Work task:
Show every line from the entries that follow which holds the word "ArmyParseError".

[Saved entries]
┏━━

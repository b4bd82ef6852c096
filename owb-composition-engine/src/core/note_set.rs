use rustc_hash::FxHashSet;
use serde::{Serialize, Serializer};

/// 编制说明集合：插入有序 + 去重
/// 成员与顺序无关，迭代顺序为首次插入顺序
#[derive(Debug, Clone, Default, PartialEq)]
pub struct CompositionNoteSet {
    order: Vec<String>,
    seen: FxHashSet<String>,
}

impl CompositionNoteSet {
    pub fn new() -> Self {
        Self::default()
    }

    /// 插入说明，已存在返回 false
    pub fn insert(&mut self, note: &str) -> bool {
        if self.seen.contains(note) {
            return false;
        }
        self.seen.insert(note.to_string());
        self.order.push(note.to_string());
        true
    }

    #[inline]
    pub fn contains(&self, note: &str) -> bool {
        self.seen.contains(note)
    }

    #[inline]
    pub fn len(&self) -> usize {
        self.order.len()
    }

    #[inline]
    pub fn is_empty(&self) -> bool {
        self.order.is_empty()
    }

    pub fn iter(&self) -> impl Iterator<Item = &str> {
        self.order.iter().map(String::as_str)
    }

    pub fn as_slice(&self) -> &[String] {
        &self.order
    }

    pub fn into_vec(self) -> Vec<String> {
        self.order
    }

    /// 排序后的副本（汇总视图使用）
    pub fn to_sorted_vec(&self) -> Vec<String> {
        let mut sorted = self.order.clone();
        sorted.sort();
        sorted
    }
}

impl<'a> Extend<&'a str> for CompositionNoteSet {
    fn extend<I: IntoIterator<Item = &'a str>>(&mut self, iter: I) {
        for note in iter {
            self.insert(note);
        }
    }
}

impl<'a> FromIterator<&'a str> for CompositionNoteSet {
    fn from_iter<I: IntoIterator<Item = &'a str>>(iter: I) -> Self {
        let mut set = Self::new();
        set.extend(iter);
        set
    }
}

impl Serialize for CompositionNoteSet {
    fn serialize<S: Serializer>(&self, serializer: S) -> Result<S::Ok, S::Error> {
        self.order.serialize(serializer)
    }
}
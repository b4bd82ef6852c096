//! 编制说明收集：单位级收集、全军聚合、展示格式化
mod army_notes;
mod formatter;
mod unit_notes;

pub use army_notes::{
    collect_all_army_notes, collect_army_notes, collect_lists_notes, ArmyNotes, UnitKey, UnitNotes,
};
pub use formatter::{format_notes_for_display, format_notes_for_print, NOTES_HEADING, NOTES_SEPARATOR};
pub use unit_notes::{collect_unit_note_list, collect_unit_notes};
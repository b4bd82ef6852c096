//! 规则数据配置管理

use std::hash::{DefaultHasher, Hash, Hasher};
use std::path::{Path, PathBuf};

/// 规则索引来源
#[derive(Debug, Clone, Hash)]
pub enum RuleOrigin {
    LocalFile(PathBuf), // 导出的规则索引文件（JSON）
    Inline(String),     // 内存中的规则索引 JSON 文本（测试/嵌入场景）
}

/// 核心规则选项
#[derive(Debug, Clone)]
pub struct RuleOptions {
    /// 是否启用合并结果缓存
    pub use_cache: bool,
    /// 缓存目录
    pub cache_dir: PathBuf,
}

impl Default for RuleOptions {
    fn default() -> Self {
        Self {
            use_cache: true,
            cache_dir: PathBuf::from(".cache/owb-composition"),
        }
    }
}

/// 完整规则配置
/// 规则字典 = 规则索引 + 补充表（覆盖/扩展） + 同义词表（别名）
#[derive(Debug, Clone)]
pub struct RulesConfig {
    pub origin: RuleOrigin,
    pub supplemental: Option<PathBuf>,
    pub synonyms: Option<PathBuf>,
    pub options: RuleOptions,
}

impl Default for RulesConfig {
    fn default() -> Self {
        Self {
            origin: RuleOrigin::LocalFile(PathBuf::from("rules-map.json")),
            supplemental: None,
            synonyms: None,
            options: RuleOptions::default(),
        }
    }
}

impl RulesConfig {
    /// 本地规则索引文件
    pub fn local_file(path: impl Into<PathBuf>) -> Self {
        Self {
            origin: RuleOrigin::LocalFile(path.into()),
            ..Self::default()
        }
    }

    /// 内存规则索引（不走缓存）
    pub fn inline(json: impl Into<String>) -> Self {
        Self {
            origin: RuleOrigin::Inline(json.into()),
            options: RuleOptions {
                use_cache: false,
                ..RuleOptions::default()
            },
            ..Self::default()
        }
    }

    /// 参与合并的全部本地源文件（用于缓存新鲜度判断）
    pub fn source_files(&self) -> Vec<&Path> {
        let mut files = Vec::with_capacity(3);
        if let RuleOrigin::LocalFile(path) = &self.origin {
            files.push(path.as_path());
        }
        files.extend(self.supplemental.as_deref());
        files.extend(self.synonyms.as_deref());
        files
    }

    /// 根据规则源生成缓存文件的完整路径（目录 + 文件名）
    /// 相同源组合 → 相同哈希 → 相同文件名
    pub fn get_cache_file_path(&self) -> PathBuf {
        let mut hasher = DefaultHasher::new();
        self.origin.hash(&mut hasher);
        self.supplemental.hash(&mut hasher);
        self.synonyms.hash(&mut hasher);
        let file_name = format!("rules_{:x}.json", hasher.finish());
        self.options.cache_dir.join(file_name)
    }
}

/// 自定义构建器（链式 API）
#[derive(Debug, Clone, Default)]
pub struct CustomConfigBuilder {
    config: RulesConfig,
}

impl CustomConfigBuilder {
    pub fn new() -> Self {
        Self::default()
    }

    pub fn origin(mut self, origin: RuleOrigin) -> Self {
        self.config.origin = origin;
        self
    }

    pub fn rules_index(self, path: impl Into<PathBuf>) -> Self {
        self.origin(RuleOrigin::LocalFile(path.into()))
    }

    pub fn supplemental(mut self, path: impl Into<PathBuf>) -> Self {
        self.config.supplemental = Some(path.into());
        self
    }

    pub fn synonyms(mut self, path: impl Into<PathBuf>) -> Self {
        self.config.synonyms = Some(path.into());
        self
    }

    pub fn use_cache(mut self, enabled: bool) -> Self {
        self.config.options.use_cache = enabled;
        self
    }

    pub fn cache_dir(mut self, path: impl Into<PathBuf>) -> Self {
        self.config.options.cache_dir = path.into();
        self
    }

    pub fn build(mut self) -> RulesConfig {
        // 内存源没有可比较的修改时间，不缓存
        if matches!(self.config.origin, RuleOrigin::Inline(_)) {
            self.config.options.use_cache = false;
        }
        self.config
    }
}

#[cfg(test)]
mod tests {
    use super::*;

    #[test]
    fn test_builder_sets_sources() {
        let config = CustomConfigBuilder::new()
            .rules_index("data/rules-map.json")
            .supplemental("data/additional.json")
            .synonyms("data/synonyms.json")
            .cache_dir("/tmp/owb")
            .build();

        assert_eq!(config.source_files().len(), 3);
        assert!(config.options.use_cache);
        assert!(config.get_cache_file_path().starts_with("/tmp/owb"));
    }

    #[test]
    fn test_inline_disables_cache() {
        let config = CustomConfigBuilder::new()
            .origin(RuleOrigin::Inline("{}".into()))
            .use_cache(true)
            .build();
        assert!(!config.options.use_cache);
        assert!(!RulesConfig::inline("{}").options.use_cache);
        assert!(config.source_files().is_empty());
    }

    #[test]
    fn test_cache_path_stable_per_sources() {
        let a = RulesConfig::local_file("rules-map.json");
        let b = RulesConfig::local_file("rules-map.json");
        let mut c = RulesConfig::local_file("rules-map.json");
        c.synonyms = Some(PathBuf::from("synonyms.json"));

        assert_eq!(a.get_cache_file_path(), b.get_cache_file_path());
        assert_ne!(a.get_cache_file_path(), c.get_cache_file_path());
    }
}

┗━━
┏━━

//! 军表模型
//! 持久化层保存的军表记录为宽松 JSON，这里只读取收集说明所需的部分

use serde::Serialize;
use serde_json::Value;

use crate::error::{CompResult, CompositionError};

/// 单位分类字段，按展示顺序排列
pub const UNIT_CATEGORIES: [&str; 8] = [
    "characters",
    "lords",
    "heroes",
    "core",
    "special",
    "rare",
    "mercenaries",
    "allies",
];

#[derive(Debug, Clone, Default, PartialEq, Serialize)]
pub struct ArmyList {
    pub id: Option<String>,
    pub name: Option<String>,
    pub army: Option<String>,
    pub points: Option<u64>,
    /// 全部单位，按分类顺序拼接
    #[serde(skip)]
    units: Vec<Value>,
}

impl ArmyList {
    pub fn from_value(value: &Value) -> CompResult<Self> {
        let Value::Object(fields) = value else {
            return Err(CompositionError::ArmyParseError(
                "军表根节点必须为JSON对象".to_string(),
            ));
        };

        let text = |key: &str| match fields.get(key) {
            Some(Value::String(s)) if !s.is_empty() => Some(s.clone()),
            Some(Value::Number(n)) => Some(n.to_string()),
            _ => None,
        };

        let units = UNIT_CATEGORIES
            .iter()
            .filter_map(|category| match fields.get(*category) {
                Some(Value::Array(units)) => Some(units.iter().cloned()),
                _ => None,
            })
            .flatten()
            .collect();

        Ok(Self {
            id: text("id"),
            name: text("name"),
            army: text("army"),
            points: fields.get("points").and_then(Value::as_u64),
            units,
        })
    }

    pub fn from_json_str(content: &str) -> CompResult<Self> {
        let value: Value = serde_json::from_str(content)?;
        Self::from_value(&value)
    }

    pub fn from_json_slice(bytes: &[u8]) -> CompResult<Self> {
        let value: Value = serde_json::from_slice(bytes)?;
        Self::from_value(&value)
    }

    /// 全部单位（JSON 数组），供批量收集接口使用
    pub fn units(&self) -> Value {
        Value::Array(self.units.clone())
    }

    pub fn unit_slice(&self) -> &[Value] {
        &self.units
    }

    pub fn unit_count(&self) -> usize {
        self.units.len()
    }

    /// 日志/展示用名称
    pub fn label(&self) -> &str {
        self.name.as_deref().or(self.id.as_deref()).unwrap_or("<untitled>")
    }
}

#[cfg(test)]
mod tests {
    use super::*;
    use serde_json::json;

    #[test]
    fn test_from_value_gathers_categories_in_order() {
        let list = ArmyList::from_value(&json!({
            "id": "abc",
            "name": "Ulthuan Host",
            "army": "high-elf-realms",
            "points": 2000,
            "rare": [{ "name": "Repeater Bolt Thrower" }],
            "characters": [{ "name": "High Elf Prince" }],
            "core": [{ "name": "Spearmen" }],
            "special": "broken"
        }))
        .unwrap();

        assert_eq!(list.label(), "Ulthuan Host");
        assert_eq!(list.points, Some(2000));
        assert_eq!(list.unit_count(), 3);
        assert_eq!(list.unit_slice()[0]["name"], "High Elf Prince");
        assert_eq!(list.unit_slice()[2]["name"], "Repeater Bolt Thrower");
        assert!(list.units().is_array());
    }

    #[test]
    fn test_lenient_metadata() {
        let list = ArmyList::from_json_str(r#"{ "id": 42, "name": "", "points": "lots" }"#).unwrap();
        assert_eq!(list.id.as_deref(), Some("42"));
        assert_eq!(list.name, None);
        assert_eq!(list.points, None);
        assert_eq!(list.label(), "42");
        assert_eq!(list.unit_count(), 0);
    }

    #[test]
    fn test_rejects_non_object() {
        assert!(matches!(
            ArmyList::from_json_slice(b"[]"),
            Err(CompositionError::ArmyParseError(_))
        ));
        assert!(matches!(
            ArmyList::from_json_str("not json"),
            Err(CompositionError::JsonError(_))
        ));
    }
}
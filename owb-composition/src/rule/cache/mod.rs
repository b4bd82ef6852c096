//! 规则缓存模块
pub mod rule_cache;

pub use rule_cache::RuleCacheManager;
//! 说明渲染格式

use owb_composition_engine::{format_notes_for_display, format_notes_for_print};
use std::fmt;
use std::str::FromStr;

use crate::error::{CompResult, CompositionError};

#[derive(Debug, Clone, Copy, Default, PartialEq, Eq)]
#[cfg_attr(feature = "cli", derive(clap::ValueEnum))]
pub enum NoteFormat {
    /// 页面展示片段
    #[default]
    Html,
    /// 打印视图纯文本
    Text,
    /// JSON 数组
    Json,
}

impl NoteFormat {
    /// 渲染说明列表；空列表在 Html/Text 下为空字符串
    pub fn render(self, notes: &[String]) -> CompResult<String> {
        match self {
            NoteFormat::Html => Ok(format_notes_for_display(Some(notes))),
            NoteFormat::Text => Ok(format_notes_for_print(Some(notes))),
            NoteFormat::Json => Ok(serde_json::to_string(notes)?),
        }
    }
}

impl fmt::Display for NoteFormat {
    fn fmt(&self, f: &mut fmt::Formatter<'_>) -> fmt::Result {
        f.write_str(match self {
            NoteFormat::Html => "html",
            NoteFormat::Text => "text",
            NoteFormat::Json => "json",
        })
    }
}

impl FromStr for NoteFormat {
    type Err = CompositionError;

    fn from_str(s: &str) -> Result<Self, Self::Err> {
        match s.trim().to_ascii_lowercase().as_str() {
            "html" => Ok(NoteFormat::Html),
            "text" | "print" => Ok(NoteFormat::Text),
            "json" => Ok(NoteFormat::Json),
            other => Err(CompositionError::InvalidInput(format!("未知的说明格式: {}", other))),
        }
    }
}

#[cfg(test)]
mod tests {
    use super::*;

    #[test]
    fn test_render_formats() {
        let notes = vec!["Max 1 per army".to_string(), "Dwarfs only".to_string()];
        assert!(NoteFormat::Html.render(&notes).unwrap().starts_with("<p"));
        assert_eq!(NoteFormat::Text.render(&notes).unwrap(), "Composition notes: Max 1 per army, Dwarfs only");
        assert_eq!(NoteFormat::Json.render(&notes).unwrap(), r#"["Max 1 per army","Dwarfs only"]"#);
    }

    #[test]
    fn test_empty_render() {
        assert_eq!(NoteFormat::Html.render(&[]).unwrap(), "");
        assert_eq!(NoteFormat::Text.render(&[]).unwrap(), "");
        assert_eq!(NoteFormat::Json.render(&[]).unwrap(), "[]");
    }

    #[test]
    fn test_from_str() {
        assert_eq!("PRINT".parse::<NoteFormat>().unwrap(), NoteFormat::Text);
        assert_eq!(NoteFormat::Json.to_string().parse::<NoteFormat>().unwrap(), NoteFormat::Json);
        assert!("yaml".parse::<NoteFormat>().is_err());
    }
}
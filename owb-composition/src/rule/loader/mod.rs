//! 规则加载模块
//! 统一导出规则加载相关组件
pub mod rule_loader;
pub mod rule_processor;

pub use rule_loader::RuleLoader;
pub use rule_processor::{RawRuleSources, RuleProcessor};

┗━━

Result for this task:
            return Err(CompositionError::ArmyParseError(
            Err(CompositionError::ArmyParseError(_))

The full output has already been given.